"QUALI PROGRESSI DOPO TRE MESI DI GUERRA?"
di Andrea Becherucci

21-06-2022 -

Le autorità europee hanno stabilito che il 23 e 24 giugno il Consiglio valuterà se l'Ucraina possiede i requisiti per poter essere candidata all'adesione all'Unione europea. Il Parlamento europeo e la Commissione, quest'ultima per bocca della sua presidente Ursula von der Leyen, si sono già espressi favorevolmente a che l'Ucraina possa far parte in tempi ragionevolmente brevi, dell'UE. Questa decisione, però, comporterà sicuramente dei problemi con la Serbia, anch'essa paese candidato all'adesione e, attualmente, associato all'UE. La Serbia è in attesa dal 2014 di conoscere l'esito finale del negoziato ma i tempi si sono dilatati in parte anche a causa delle difficili relazioni intrattenute dal paese balcanico con il Kosovo. Parlando dell'adesione della Serbia all'UE, tuttavia, sarebbe opportuno anche ricordare quali siano i rapporti che legano questo paese alla Russia. Entrambe nazioni slave, di religione cristiano-ortodossa, la Serbia è un luogo dove Vladimir Putin gode di largo seguito, soprattutto in quanto considerato portatore di uno spirito che vorrebbe riunificare sotto l'egida della ‘grande madre Russia' tutte le etnie russofone o che, comunque facevano parte dell'impero zarista e poi dell'Unione Sovietica; allo stesso modo, il sogno della ‘grande Serbia' e il vittimismo presente fra le élites e la popolazione serba fanno sì che la figura di Putin venga identificata con quella di un vendicatore dei popoli oppressi ai quali la Serbia sente di appartenere. In Serbia non si è ancora dimenticato il bombardamento della NATO su Belgrado nel 1999 (con la sciagurata decisione dell'allora presidente del Consiglio Massimo D'Alema – che non aveva precedenti - di concedere la base di Aviano per consentire gli attacchi aerei). Anticipare, per motivi contingenti, la pratica di adesione dell'Ucraina rispetto a quella della Serbia aprirebbe certamente un contenzioso politico-diplomatico con quest'ultima e tuttavia, consentire alla Serbia l'entrata nell'UE senza che questa abbia almeno trovato un ragionevole modus vivendi con il Kosovo penalizzerebbe oltre ogni aspettativa l'Unione europea che verrebbe a trovarsi con una coesione interna fortemente a rischio.

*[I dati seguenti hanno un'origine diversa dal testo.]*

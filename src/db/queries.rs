use sqlx::PgPool;

use crate::models::pet_video::PetVideoRecord;

/// Insert a finished video record. Records are append-only.
pub async fn insert_pet_video(pool: &PgPool, record: &PetVideoRecord) -> Result<(), sqlx::Error> {
    sqlx::query(
        r#"
        INSERT INTO pet_videos
            (user_id, video_url, storage_key, image_url, script, prompt,
             voice_id, resolution, duration, created_at)
        VALUES ($1, $2, $3, $4, $5, $6, $7, $8, $9, $10)
        "#,
    )
    .bind(record.user_id)
    .bind(&record.video_url)
    .bind(&record.storage_key)
    .bind(&record.image_url)
    .bind(&record.script)
    .bind(&record.prompt)
    .bind(&record.voice_id)
    .bind(&record.resolution)
    .bind(record.duration)
    .bind(record.created_at)
    .execute(pool)
    .await?;

    Ok(())
}

/// Look up a record by the storage key of its final artifact.
pub async fn get_pet_video_by_key(
    pool: &PgPool,
    storage_key: &str,
) -> Result<Option<PetVideoRecord>, sqlx::Error> {
    sqlx::query_as::<_, PetVideoRecord>(
        r#"
        SELECT user_id, video_url, storage_key, image_url, script, prompt,
               voice_id, resolution, duration, created_at
        FROM pet_videos
        WHERE storage_key = $1
        "#,
    )
    .bind(storage_key)
    .fetch_optional(pool)
    .await
}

Gli eventi più recenti, dalla crisi dei debiti sovrani alla pandemia fino alla guerra in Ucraina hanno dimostrato che il coefficiente di coesione raggiunto tra i paesi dell'Unione europea non è ancora quello auspicabile.

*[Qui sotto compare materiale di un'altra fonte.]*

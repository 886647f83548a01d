use chrono::{DateTime, Utc};
use serde::{Deserialize, Serialize};
use uuid::Uuid;

/// Persisted description of a finished video. Written once, never updated.
#[derive(Debug, Clone, PartialEq, Serialize, Deserialize, sqlx::FromRow)]
pub struct PetVideoRecord {
    pub user_id: Option<Uuid>,
    pub video_url: String,
    pub storage_key: String,
    pub image_url: String,
    pub script: Option<String>,
    pub prompt: String,
    pub voice_id: Option<String>,
    pub resolution: String,
    pub duration: i32,
    pub created_at: DateTime<Utc>,
}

Quali possono essere i rimedi a questa situazione? Al netto dei problemi derivanti da adesioni di nuovi paesi, proviamo, di seguito, a elencarne qualcuno.

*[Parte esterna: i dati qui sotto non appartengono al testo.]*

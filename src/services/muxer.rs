//! Combines a silent generated video with a separately synthesized speech track.

use async_trait::async_trait;
use reqwest::Client;
use std::ffi::OsString;
use std::path::{Path, PathBuf};

/// Silence inserted before speech starts.
pub const LEAD_SILENCE_MS: u32 = 300;

/// Padding appended after speech so the last word is not cut against the video.
pub const TAIL_PADDING_SECS: f32 = 0.5;

#[async_trait]
pub trait MediaMuxer: Send + Sync {
    /// Download both inputs and return one MP4 carrying the video stream
    /// untouched and the audio re-encoded.
    async fn mux(&self, video_url: &str, audio_url: &str) -> Result<Vec<u8>, MuxError>;
}

#[derive(Debug, thiserror::Error)]
pub enum MuxError {
    #[error("Failed to download mux input {url}: {source}")]
    Transport { url: String, source: reqwest::Error },

    #[error("Mux input {url} returned HTTP {status}")]
    Download { url: String, status: u16 },

    #[error("Mux input {url} is too large: {size} bytes (limit {limit})")]
    InputTooLarge { url: String, size: usize, limit: usize },

    #[error("ffmpeg binary not found: {0}")]
    NotFound(std::io::Error),

    #[error("ffmpeg execution failed (exit code {exit_code:?}): {stderr}")]
    ExecutionFailed {
        exit_code: Option<i32>,
        stderr: String,
    },

    #[error("I/O error: {0}")]
    Io(#[from] std::io::Error),
}

/// Runs a local `ffmpeg` binary in a scratch directory.
pub struct FfmpegMuxer {
    http: Client,
    ffmpeg_path: String,
    max_input_bytes: usize,
    /// Parent of the per-run scratch directories; the system temp dir when unset.
    scratch_root: Option<PathBuf>,
}

impl FfmpegMuxer {
    pub fn new(http: Client, ffmpeg_path: String, max_input_bytes: usize) -> Self {
        Self {
            http,
            ffmpeg_path,
            max_input_bytes,
            scratch_root: None,
        }
    }

    pub fn with_scratch_root(mut self, root: PathBuf) -> Self {
        self.scratch_root = Some(root);
        self
    }

    fn scratch_dir(&self) -> std::io::Result<tempfile::TempDir> {
        let mut builder = tempfile::Builder::new();
        builder.prefix("mux-");
        match &self.scratch_root {
            Some(root) => builder.tempdir_in(root),
            None => builder.tempdir(),
        }
    }

    fn too_large(&self, url: &str, size: usize) -> MuxError {
        MuxError::InputTooLarge {
            url: url.to_string(),
            size,
            limit: self.max_input_bytes,
        }
    }

    async fn download(&self, url: &str, dest: &Path) -> Result<(), MuxError> {
        let response = self
            .http
            .get(url)
            .send()
            .await
            .map_err(|source| MuxError::Transport {
                url: url.to_string(),
                source,
            })?;

        let status = response.status();
        if !status.is_success() {
            return Err(MuxError::Download {
                url: url.to_string(),
                status: status.as_u16(),
            });
        }

        if let Some(length) = response.content_length() {
            if length as usize > self.max_input_bytes {
                return Err(self.too_large(url, length as usize));
            }
        }

        let bytes = response.bytes().await.map_err(|source| MuxError::Transport {
            url: url.to_string(),
            source,
        })?;
        if bytes.len() > self.max_input_bytes {
            return Err(self.too_large(url, bytes.len()));
        }
        tokio::fs::write(dest, &bytes).await?;
        Ok(())
    }
}

/// ffmpeg arguments: copy video, re-encode delayed and padded audio, stop at
/// the shorter stream.
pub fn mux_args(video: &Path, audio: &Path, output: &Path) -> Vec<OsString> {
    let filter = format!(
        "[1:a]adelay={LEAD_SILENCE_MS}:all=1,apad=pad_dur={TAIL_PADDING_SECS}[speech]"
    );

    let mut args: Vec<OsString> = vec!["-y".into(), "-i".into()];
    args.push(video.into());
    args.push("-i".into());
    args.push(audio.into());
    args.extend(
        [
            "-filter_complex",
            filter.as_str(),
            "-map",
            "0:v:0",
            "-map",
            "[speech]",
            "-c:v",
            "copy",
            "-c:a",
            "aac",
            "-b:a",
            "128k",
            "-shortest",
            "-movflags",
            "+faststart",
        ]
        .into_iter()
        .map(OsString::from),
    );
    args.push(output.into());
    args
}

#[async_trait]
impl MediaMuxer for FfmpegMuxer {
    async fn mux(&self, video_url: &str, audio_url: &str) -> Result<Vec<u8>, MuxError> {
        // Removed on drop, including every early return below.
        let scratch = self.scratch_dir()?;
        let video_path = scratch.path().join("video.mp4");
        let audio_path = scratch.path().join("audio.mp3");
        let output_path = scratch.path().join("final.mp4");

        self.download(video_url, &video_path).await?;
        self.download(audio_url, &audio_path).await?;

        let output = tokio::process::Command::new(&self.ffmpeg_path)
            .args(mux_args(&video_path, &audio_path, &output_path))
            .kill_on_drop(true)
            .output()
            .await
            .map_err(MuxError::NotFound)?;

        if !output.status.success() {
            return Err(MuxError::ExecutionFailed {
                exit_code: output.status.code(),
                stderr: String::from_utf8_lossy(&output.stderr).to_string(),
            });
        }

        let muxed = tokio::fs::read(&output_path).await?;
        tracing::info!(bytes = muxed.len(), "Video and speech muxed");
        Ok(muxed)
    }
}

#[cfg(test)]
mod tests {
    use super::*;
    use crate::services::stub_server;
    use axum::http::StatusCode;
    use axum::routing::get;
    use axum::Router;

    async fn media_host() -> String {
        stub_server::serve(
            Router::new()
                .route("/v.mp4", get(|| async { vec![1u8; 64] }))
                .route("/a.mp3", get(|| async { vec![2u8; 32] }))
                .route("/gone.mp3", get(|| async { StatusCode::NOT_FOUND })),
        )
        .await
    }

    fn is_empty(dir: &Path) -> bool {
        std::fs::read_dir(dir).unwrap().next().is_none()
    }

    fn args() -> Vec<String> {
        mux_args(
            Path::new("/tmp/v.mp4"),
            Path::new("/tmp/a.mp3"),
            Path::new("/tmp/out.mp4"),
        )
        .into_iter()
        .map(|a| a.to_string_lossy().to_string())
        .collect()
    }

    #[test]
    fn test_video_is_copied_and_audio_reencoded() {
        let args = args();
        let copy = args.iter().position(|a| a == "-c:v").unwrap();
        assert_eq!(args[copy + 1], "copy");
        let audio = args.iter().position(|a| a == "-c:a").unwrap();
        assert_eq!(args[audio + 1], "aac");
        assert!(args.contains(&"-shortest".to_string()));
    }

    #[test]
    fn test_speech_is_delayed_and_padded() {
        let args = args();
        let filter = args.iter().position(|a| a == "-filter_complex").unwrap();
        assert_eq!(args[filter + 1], "[1:a]adelay=300:all=1,apad=pad_dur=0.5[speech]");
    }

    #[test]
    fn test_inputs_precede_output() {
        let args = args();
        assert_eq!(args[2], "/tmp/v.mp4");
        assert_eq!(args[4], "/tmp/a.mp3");
        assert_eq!(args.last().unwrap(), "/tmp/out.mp4");
    }

    #[cfg(unix)]
    #[tokio::test]
    async fn test_encoder_failure_leaves_no_scratch_files() {
        let base = media_host().await;
        let root = tempfile::tempdir().unwrap();
        let muxer = FfmpegMuxer::new(Client::new(), "false".to_string(), 1024)
            .with_scratch_root(root.path().to_path_buf());

        let err = muxer
            .mux(&format!("{base}/v.mp4"), &format!("{base}/a.mp3"))
            .await
            .unwrap_err();

        assert!(matches!(err, MuxError::ExecutionFailed { exit_code: Some(1), .. }));
        assert!(is_empty(root.path()));
    }

    #[tokio::test]
    async fn test_failed_download_leaves_no_scratch_files() {
        let base = media_host().await;
        let root = tempfile::tempdir().unwrap();
        let muxer = FfmpegMuxer::new(Client::new(), "ffmpeg".to_string(), 1024)
            .with_scratch_root(root.path().to_path_buf());

        let err = muxer
            .mux(&format!("{base}/v.mp4"), &format!("{base}/gone.mp3"))
            .await
            .unwrap_err();

        assert!(matches!(err, MuxError::Download { status: 404, .. }));
        assert!(is_empty(root.path()));
    }

    #[tokio::test]
    async fn test_oversized_input_is_rejected_before_encoding() {
        let base = media_host().await;
        let root = tempfile::tempdir().unwrap();
        let muxer = FfmpegMuxer::new(Client::new(), "ffmpeg".to_string(), 48)
            .with_scratch_root(root.path().to_path_buf());

        let err = muxer
            .mux(&format!("{base}/v.mp4"), &format!("{base}/a.mp3"))
            .await
            .unwrap_err();

        assert!(matches!(err, MuxError::InputTooLarge { size: 64, limit: 48, .. }));
        assert!(is_empty(root.path()));
    }
}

La pandemia ha portato a una parziale mutualizzazione dei debiti nazionali, favorendo così il superamento delle criticità che si erano presentate al momento di ridiscutere la governance della moneta unica. Tuttavia, questo primo passo è solo la precondizione per attuare veramente le modifiche ai trattati di cui, auspicabilmente, si dovrà discutere. L'approdo finale non potrà che essere la creazione di un ministro delle finanze europeo e la possibilità, per l'UE di aumentare le risorse proprie in bilancio attraverso, ad esempio, l'applicazione, in misura significativa, di una digital tax.

Altri due aspetti da riconsiderare alla luce della guerra in Ucraina sono una politica energetica comune che permetta ai paesi europei la non dipendenza esclusiva da un solo fornitore e una nuova attitudine dei paesi membri di fronte alla possibilità di mettere in comune una quota di risorse militari per costituire un esercito europeo. È notizia degli ultimi giorni che la Germania – paese che storicamente aveva rinunciato ad una politica militare attiva - ha destinato una somma pari a 100 miliardi di € per rinnovare la propria dotazione di armamenti. In questo modo si aprirebbe alla possibilità di surrogare o affiancare la NATO laddove questo si rendesse necessario ma in una forma più aderente agli interessi europei.